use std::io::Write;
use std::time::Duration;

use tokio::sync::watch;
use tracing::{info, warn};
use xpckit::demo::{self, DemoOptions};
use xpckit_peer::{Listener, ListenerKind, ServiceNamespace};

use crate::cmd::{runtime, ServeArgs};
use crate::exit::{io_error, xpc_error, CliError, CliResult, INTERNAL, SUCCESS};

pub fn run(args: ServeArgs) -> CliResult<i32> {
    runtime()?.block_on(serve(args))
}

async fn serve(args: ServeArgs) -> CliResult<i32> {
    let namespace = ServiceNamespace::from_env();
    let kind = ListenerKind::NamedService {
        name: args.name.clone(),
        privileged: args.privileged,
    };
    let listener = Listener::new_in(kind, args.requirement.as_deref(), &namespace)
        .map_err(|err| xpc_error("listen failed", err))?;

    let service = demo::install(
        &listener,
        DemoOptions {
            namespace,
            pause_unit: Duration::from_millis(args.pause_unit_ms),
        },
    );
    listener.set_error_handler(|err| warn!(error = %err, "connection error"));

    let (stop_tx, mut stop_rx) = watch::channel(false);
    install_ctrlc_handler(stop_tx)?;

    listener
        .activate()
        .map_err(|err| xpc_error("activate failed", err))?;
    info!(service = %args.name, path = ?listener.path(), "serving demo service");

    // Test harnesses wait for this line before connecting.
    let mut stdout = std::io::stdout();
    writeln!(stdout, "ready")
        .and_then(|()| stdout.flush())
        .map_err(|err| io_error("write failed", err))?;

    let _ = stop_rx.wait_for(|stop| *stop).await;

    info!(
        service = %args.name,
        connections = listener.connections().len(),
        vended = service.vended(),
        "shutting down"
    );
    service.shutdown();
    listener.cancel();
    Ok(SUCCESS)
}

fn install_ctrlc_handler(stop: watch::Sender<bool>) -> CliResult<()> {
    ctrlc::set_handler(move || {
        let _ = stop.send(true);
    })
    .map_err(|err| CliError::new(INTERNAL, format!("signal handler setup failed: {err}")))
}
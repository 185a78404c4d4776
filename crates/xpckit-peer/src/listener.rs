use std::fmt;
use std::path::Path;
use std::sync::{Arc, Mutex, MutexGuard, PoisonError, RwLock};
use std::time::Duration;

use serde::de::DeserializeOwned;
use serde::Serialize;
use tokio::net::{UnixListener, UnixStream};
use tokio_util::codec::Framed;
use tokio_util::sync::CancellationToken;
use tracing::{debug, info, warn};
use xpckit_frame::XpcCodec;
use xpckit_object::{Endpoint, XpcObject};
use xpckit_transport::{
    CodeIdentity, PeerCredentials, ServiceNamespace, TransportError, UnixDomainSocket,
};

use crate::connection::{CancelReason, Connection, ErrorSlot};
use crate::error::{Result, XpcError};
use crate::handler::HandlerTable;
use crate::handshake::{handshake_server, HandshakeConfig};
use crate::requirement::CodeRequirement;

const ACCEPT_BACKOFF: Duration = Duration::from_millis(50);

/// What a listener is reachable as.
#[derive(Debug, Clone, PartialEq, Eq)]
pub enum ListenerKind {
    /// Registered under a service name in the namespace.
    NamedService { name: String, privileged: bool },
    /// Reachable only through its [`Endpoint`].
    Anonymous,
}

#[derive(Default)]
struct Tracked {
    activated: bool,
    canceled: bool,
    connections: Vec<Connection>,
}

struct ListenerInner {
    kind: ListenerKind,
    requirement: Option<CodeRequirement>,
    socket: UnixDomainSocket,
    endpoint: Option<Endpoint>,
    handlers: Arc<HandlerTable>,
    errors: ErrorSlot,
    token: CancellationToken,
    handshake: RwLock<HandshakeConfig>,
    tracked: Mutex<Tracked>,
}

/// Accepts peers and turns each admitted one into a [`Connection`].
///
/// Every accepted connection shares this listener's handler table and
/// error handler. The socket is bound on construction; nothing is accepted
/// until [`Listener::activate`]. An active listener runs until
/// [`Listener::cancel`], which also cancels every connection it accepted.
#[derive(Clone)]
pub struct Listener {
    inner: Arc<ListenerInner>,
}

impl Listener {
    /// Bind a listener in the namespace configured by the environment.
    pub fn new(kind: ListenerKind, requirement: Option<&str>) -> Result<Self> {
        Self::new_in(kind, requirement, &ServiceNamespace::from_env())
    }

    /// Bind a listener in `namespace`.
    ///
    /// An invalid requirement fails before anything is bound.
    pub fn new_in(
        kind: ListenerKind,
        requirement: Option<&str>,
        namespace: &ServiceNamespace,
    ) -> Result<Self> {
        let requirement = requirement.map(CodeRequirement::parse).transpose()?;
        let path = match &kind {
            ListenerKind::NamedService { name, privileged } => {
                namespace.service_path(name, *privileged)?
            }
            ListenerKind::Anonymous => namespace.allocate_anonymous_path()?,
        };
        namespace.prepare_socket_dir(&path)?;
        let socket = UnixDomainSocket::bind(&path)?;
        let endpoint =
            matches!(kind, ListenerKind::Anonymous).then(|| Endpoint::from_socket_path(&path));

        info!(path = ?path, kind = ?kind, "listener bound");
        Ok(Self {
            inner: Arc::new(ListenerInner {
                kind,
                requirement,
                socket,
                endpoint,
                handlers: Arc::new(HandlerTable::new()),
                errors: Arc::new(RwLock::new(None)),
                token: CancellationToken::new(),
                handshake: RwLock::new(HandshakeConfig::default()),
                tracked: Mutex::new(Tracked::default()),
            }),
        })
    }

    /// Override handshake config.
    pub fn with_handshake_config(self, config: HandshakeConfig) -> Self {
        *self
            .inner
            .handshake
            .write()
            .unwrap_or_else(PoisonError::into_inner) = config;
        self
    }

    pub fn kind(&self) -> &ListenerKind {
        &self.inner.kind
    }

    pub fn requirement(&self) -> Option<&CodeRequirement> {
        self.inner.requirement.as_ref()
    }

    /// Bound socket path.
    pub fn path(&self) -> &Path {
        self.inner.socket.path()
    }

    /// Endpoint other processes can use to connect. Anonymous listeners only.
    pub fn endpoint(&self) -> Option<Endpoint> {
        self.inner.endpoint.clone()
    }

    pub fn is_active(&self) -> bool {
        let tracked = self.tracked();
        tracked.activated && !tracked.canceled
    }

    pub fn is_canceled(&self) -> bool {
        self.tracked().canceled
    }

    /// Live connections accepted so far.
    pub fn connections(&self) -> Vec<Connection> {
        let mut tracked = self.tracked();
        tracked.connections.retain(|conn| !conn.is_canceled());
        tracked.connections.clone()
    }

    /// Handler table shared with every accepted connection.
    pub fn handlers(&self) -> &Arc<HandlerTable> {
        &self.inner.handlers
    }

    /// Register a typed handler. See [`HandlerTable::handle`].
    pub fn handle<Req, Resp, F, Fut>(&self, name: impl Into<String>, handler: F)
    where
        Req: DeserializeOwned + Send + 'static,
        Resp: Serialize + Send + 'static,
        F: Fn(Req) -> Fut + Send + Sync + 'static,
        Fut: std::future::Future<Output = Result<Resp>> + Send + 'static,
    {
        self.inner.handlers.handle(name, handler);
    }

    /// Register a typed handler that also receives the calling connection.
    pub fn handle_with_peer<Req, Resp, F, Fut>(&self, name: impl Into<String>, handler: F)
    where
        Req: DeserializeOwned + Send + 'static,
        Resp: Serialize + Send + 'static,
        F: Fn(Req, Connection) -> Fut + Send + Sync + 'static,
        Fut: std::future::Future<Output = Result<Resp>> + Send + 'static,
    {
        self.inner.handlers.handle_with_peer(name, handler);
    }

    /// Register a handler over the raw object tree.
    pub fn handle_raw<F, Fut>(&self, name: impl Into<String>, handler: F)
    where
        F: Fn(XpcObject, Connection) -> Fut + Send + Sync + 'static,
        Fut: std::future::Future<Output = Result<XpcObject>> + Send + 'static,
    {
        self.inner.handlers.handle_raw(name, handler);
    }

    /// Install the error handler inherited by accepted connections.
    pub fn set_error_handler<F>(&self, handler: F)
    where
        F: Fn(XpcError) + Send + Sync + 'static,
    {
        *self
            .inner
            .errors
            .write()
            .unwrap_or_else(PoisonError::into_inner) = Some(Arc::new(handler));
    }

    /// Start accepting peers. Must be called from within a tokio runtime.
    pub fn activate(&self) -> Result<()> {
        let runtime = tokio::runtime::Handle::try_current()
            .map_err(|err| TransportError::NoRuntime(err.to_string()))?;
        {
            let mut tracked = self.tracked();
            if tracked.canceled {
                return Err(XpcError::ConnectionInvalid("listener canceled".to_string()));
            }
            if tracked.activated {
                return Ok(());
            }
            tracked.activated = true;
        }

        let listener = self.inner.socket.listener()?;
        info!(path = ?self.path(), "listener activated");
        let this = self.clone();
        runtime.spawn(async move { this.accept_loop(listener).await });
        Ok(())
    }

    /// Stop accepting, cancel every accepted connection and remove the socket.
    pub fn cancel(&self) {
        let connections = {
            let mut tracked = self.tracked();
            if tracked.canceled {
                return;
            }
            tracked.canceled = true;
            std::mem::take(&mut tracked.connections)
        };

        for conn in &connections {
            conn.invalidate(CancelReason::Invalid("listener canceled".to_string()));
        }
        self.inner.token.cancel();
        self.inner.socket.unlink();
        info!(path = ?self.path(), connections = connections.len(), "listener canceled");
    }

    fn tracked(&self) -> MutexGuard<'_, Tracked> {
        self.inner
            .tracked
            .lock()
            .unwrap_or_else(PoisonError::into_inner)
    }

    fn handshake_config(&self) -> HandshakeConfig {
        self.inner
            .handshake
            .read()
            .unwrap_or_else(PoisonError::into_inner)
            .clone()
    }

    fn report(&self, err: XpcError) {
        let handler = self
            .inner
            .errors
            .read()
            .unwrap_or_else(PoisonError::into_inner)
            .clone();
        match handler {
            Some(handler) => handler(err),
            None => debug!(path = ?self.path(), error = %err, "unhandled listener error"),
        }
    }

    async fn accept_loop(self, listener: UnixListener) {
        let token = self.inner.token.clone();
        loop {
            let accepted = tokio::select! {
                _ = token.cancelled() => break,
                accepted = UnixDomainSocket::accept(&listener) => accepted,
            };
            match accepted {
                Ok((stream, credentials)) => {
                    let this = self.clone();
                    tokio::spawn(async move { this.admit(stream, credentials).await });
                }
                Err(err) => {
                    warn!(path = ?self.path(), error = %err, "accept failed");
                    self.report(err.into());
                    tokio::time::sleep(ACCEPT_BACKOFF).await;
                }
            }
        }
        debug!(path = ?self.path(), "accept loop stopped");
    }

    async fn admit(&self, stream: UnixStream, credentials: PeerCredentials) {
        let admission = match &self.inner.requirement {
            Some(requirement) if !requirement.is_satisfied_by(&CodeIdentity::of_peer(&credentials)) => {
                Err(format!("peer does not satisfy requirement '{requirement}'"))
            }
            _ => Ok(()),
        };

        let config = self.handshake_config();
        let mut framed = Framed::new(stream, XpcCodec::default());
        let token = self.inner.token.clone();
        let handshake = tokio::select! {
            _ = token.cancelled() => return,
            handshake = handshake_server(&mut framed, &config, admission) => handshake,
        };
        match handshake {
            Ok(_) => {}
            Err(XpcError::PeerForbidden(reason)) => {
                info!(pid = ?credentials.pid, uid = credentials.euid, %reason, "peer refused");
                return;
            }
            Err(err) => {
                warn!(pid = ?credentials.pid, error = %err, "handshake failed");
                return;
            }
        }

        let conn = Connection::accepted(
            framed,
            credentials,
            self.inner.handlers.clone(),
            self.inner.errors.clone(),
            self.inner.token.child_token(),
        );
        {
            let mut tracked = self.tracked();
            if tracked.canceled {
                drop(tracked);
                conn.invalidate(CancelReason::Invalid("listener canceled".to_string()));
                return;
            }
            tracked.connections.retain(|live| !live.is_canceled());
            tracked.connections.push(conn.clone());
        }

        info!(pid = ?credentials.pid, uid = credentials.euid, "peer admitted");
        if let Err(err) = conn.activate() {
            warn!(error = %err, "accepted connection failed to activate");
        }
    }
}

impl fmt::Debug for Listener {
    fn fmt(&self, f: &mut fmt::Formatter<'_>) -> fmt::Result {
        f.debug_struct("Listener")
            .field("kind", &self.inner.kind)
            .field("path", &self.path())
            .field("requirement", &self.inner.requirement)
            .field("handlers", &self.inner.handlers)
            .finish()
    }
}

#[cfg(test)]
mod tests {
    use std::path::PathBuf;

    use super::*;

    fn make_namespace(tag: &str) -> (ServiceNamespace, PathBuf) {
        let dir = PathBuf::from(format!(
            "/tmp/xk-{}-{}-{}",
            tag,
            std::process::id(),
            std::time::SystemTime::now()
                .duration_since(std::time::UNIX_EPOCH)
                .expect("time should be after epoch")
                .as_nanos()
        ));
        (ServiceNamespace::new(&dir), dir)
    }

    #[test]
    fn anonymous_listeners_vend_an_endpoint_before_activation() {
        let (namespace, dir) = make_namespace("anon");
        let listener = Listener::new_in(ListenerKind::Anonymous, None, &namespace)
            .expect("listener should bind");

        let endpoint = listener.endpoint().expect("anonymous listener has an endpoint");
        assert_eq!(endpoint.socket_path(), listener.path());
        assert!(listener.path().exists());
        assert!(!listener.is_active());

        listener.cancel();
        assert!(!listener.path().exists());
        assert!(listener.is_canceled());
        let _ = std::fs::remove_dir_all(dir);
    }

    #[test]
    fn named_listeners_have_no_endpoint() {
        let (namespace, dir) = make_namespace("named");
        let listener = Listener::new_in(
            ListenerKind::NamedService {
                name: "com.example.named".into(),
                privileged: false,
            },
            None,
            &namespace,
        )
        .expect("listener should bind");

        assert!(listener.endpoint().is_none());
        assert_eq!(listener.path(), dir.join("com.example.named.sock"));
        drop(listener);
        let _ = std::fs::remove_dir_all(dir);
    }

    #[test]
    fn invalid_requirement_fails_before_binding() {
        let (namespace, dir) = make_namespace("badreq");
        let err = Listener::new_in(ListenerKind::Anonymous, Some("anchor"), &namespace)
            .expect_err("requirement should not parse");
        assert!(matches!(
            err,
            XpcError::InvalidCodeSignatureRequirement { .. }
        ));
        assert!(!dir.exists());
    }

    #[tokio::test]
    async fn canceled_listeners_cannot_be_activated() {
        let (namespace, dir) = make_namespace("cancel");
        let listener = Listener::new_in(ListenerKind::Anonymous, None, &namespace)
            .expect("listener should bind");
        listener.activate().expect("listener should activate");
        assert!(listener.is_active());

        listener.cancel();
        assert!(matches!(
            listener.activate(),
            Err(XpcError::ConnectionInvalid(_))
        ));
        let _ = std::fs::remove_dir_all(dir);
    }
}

* * *

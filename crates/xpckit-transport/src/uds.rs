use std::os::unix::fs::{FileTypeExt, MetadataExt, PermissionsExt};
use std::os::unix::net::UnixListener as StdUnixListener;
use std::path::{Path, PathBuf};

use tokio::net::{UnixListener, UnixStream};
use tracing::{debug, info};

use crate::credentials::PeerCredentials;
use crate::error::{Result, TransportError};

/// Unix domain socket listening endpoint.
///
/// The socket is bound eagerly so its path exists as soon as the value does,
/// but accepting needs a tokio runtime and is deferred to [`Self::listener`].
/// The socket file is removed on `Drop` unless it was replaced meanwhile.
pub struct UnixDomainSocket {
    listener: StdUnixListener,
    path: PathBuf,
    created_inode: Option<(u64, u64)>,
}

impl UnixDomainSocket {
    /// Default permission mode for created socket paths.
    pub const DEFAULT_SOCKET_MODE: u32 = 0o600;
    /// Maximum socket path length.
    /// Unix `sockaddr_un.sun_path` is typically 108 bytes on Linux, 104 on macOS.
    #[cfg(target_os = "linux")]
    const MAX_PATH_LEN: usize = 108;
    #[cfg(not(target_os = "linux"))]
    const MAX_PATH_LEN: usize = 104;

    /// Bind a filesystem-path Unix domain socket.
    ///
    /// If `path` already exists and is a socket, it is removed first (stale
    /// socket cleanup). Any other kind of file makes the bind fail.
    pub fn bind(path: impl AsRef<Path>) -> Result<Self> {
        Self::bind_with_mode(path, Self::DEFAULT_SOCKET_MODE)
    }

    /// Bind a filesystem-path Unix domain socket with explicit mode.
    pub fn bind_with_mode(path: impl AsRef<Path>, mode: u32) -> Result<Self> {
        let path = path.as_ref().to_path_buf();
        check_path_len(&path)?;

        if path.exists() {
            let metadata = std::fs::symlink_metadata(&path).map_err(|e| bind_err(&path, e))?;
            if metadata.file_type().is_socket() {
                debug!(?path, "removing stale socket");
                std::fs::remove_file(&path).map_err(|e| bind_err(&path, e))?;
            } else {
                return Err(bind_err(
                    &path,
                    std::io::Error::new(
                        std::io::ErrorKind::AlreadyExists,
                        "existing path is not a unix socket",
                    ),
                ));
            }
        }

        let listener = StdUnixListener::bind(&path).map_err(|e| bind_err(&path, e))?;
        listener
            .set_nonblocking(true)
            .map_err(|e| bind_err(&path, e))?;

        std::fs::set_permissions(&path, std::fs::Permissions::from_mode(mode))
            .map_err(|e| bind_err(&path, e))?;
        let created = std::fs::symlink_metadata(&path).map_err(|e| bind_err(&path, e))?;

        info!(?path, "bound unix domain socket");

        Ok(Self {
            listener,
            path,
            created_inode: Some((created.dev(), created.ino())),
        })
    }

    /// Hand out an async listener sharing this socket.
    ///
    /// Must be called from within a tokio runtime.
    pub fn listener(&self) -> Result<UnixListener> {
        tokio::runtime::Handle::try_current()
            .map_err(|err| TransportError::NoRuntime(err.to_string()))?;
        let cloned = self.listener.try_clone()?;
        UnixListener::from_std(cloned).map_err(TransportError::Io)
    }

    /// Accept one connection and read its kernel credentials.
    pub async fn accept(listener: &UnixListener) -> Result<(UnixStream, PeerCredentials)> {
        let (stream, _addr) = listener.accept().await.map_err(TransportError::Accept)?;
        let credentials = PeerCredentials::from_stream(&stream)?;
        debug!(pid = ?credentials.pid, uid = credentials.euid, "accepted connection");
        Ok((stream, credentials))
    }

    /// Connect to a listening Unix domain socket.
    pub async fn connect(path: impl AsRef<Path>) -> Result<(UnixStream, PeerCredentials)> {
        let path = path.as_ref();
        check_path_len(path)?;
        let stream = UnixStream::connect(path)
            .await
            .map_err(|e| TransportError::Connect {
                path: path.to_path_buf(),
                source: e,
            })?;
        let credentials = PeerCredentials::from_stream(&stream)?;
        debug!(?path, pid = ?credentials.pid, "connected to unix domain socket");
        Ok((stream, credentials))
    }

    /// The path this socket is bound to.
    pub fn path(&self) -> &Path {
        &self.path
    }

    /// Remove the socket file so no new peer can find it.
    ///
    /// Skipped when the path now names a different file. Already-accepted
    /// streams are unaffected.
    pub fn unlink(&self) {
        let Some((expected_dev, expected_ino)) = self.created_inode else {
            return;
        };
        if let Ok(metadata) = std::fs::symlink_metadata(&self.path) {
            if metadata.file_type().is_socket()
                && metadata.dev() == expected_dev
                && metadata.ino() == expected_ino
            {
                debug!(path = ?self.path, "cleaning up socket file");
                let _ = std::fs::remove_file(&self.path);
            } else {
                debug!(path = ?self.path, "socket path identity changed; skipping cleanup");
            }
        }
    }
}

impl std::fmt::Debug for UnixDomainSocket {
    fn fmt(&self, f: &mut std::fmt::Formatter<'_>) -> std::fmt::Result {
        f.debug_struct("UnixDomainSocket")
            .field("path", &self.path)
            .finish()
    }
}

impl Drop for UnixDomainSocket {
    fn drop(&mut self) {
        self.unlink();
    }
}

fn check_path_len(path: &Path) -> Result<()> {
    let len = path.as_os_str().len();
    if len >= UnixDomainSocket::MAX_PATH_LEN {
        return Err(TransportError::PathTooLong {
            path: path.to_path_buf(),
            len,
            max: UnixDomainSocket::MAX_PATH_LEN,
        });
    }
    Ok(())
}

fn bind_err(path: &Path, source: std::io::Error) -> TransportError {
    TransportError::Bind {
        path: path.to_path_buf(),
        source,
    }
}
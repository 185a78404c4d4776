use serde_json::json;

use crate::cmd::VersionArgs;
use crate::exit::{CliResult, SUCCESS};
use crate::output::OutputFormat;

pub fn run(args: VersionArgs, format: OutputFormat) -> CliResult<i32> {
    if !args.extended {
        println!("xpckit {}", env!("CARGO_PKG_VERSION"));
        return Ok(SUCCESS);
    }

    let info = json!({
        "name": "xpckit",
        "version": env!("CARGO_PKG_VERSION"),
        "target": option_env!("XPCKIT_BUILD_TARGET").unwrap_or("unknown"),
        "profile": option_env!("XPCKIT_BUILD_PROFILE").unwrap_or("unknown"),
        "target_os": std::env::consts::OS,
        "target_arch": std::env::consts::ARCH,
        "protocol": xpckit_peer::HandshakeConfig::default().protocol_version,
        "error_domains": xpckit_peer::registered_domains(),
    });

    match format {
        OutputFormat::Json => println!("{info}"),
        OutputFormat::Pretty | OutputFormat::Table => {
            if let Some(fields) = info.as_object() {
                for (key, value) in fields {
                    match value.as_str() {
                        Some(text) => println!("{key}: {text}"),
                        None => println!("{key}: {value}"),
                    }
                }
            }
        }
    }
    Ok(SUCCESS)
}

**Exercise goal**: Check the entries above line by line and return each one containing the word "PeerCredentials".

**Answer to this problem**:
    CodeIdentity, PeerCredentials, ServiceNamespace, TransportError, UnixDomainSocket,
    async fn admit(&self, stream: UnixStream, credentials: PeerCredentials) {
use crate::credentials::PeerCredentials;
    pub async fn accept(listener: &UnixListener) -> Result<(UnixStream, PeerCredentials)> {
        let credentials = PeerCredentials::from_stream(&stream)?;
    pub async fn connect(path: impl AsRef<Path>) -> Result<(UnixStream, PeerCredentials)> {
        let credentials = PeerCredentials::from_stream(&stream)?;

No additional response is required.